23/08/2023
Climatonégationnisme : l'épidémie d'enfumage se rallume
Malgré l'évidence du rôle du dérèglement climatique dans les monstrueux et interminables incendies canadiens, la démagogie électoraliste relance le déni de réalité :
Du jamais vu : 15 millions d’hectares carbonisés au Canada depuis le mois de mai et plus d'un millier d’incendies persistants, du nord au sud et d'ouest en est. Selon une étude de ces incendies publiée le 22 août par les scientifiques du World Weather Attribution (WWA), c’est le dérèglement climatique, augmentant les fortes températures et asséchant les taux d’humidité, qui a multiplié par 7 les conditions favorables aux incendies – dont il a augmenté de 50 % l’intensité. D’où leur propagation sans précédent, qualifiée d’“inouïe” par les chercheurs canadiens… Le printemps 2023 fut en effet le plus chaud enregistré au Canada depuis le début des relevés.

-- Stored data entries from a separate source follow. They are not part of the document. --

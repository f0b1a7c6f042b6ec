use crate::ast::nodes::*;
use crate::ast::{Ast, NodeId};

/// Render every source unit of `ast` as Solidity-like text.
///
/// Support-library stubs are not printed; their units get an
/// `import {name} from "library";` line instead.
pub fn generate(ast: &Ast) -> String {
    let mut printer = Printer { ast, output: String::new(), indent: 0 };
    for &root in ast.roots() {
        printer.source_unit(root);
    }
    printer.output
}

struct Printer<'a> {
    ast: &'a Ast,
    output: String,
    indent: usize,
}

impl<'a> Printer<'a> {
    fn line(&mut self, text: &str) {
        self.output.push_str(&"    ".repeat(self.indent));
        self.output.push_str(text);
        self.output.push('\n');
    }

    fn source_unit(&mut self, unit: NodeId) {
        let ast = self.ast;
        let NodeKind::SourceUnit(source) = ast.kind(unit) else {
            return;
        };
        self.line(&format!("// {}", source.path));

        let imports: Vec<_> = ast
            .imports()
            .iter()
            .filter(|record| ast.root_of(record.declaration) == unit)
            .collect();
        for record in &imports {
            self.line(&format!("import {{{}}} from \"{}\";", record.name, record.library));
        }
        if !imports.is_empty() {
            self.output.push('\n');
        }

        for &node in &source.nodes {
            if ast.imports().is_stub(node) {
                continue;
            }
            match ast.kind(node) {
                NodeKind::Contract(_) => self.contract(node),
                NodeKind::Function(_) => self.function(node),
                _ => {}
            }
            self.output.push('\n');
        }
    }

    fn contract(&mut self, node: NodeId) {
        let ast = self.ast;
        let NodeKind::Contract(contract) = ast.kind(node) else {
            return;
        };
        let mut header = String::new();
        if contract.is_abstract {
            header.push_str("abstract ");
        }
        header.push_str(&format!("contract {}", contract.name));
        if !contract.inheritance_specifiers.is_empty() {
            let bases: Vec<String> = contract
                .inheritance_specifiers
                .iter()
                .map(|&spec| self.inheritance_specifier(spec))
                .collect();
            header.push_str(&format!(" is {}", bases.join(", ")));
        }
        header.push_str(" {");
        self.line(&header);

        self.indent += 1;
        for &member in &contract.members {
            match ast.kind(member) {
                NodeKind::Function(_) => self.function(member),
                NodeKind::Variable(var) => {
                    let mut text = format!("{} ", var.ty);
                    if var.visibility != Visibility::Internal {
                        text.push_str(&format!("{} ", var.visibility.as_str()));
                    }
                    if var.constant {
                        text.push_str("constant ");
                    }
                    text.push_str(&var.name);
                    if let Some(value) = var.value {
                        text.push_str(&format!(" = {}", self.expression(value)));
                    }
                    text.push(';');
                    self.line(&text);
                }
                _ => {}
            }
        }
        self.indent -= 1;
        self.line("}");
    }

    fn inheritance_specifier(&self, spec: NodeId) -> String {
        let ast = self.ast;
        match ast.kind(spec) {
            NodeKind::InheritanceSpecifier(spec) if spec.arguments.is_empty() => spec.base_name.clone(),
            NodeKind::InheritanceSpecifier(spec) => {
                format!("{}({})", spec.base_name, self.arguments(&spec.arguments))
            }
            _ => String::new(),
        }
    }

    fn function(&mut self, node: NodeId) {
        let ast = self.ast;
        let NodeKind::Function(func) = ast.kind(node) else {
            return;
        };
        let mut header = match func.kind {
            FunctionKind::Constructor => "constructor".to_string(),
            FunctionKind::Function | FunctionKind::Free => format!("function {}", func.name),
        };
        header.push_str(&format!("({})", self.parameters(func.parameters)));
        if func.kind != FunctionKind::Free {
            header.push_str(&format!(" {}", func.visibility.as_str()));
        }
        if let Some(keyword) = func.mutability.keyword() {
            header.push_str(&format!(" {}", keyword));
        }
        for &modifier in &func.modifiers {
            if let NodeKind::ModifierInvocation(invocation) = ast.kind(modifier) {
                header.push_str(&format!(" {}({})", invocation.name, self.arguments(&invocation.arguments)));
            }
        }
        let returns = self.parameters(func.return_parameters);
        if !returns.is_empty() {
            header.push_str(&format!(" returns ({})", returns));
        }

        match func.body {
            Some(body) => {
                header.push_str(" {");
                self.line(&header);
                self.block_contents(body);
                self.line("}");
            }
            None => {
                header.push(';');
                self.line(&header);
            }
        }
    }

    fn parameters(&self, list: NodeId) -> String {
        let ast = self.ast;
        let NodeKind::ParameterList(list) = ast.kind(list) else {
            return String::new();
        };
        list.parameters
            .iter()
            .filter_map(|&param| match ast.kind(param) {
                NodeKind::Variable(var) if var.name.is_empty() => Some(var.ty.to_string()),
                NodeKind::Variable(var) => Some(format!("{} {}", var.ty, var.name)),
                _ => None,
            })
            .collect::<Vec<_>>()
            .join(", ")
    }

    fn block_contents(&mut self, block: NodeId) {
        let ast = self.ast;
        let NodeKind::Block(block) = ast.kind(block) else {
            return;
        };
        self.indent += 1;
        for &stmt in &block.statements {
            self.statement(stmt);
        }
        self.indent -= 1;
    }

    fn statement(&mut self, node: NodeId) {
        let ast = self.ast;
        match ast.kind(node) {
            NodeKind::Block(_) => {
                self.line("{");
                self.block_contents(node);
                self.line("}");
            }
            NodeKind::VariableDeclarationStatement(stmt) => {
                let declared: Vec<String> = stmt
                    .declarations
                    .iter()
                    .filter_map(|&decl| match ast.kind(decl) {
                        NodeKind::Variable(var) => Some(format!("{} {}", var.ty, var.name)),
                        _ => None,
                    })
                    .collect();
                let text = match stmt.initial_value {
                    Some(value) => format!("{} = {};", declared.join(", "), self.expression(value)),
                    None => format!("{};", declared.join(", ")),
                };
                self.line(&text);
            }
            NodeKind::ExpressionStatement(stmt) => {
                let text = format!("{};", self.expression(stmt.expression));
                self.line(&text);
            }
            NodeKind::If(stmt) => {
                let (condition, true_body, false_body) = (stmt.condition, stmt.true_body, stmt.false_body);
                let text = format!("if ({}) {{", self.expression(condition));
                self.line(&text);
                self.nested(true_body);
                if let Some(false_body) = false_body {
                    self.line("} else {");
                    self.nested(false_body);
                }
                self.line("}");
            }
            NodeKind::Return(ret) => {
                let text = match ret.expression {
                    Some(expr) => format!("return {};", self.expression(expr)),
                    None => "return;".to_string(),
                };
                self.line(&text);
            }
            _ => {}
        }
    }

    fn nested(&mut self, body: NodeId) {
        let ast = self.ast;
        if ast.tag(body) == NodeTag::Block {
            self.block_contents(body);
        } else {
            self.indent += 1;
            self.statement(body);
            self.indent -= 1;
        }
    }

    fn arguments(&self, arguments: &[NodeId]) -> String {
        arguments
            .iter()
            .map(|&arg| self.expression(arg))
            .collect::<Vec<_>>()
            .join(", ")
    }

    fn expression(&self, node: NodeId) -> String {
        let ast = self.ast;
        match ast.kind(node) {
            NodeKind::Identifier(ident) => ident.name.clone(),
            NodeKind::Literal(lit) => lit.value.clone(),
            NodeKind::IndexAccess(access) => match access.index {
                Some(index) => format!("{}[{}]", self.expression(access.base), self.expression(index)),
                None => format!("{}[]", self.expression(access.base)),
            },
            NodeKind::FunctionCall(call) => {
                format!("{}({})", self.expression(call.callee), self.arguments(&call.arguments))
            }
            NodeKind::MemberAccess(access) => {
                format!("{}.{}", self.expression(access.expression), access.member_name)
            }
            NodeKind::BinaryOperation(op) => format!(
                "{} {} {}",
                self.operand(op.left),
                op.operator,
                self.operand(op.right)
            ),
            NodeKind::UnaryOperation(op) => format!("{}{}", op.operator, self.operand(op.operand)),
            NodeKind::Assignment(assign) => format!(
                "{} {} {}",
                self.expression(assign.lhs),
                assign.operator,
                self.expression(assign.rhs)
            ),
            _ => String::new(),
        }
    }

    fn operand(&self, node: NodeId) -> String {
        let ast = self.ast;
        match ast.tag(node) {
            NodeTag::BinaryOperation | NodeTag::Assignment => format!("({})", self.expression(node)),
            _ => self.expression(node),
        }
    }
}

Par ailleurs, les climatologues (scientifiques seuls compétents) ont établi que le facteur-clé du changement climatique est le modèle industriel productiviste, reposant sur la combustion massive et mondiale des énergies fossiles... Membre du WWA, la climatologue Friederike Otto résume ainsi la situation : “Tant que nous ne cesserons pas de brûler des combustibles fossiles, le nombre d’incendies de forêt continuera d’augmenter ; l’augmentation des températures crée des conditions semblables à celles d’une poudrière dans les forêts du Canada et du monde entier.”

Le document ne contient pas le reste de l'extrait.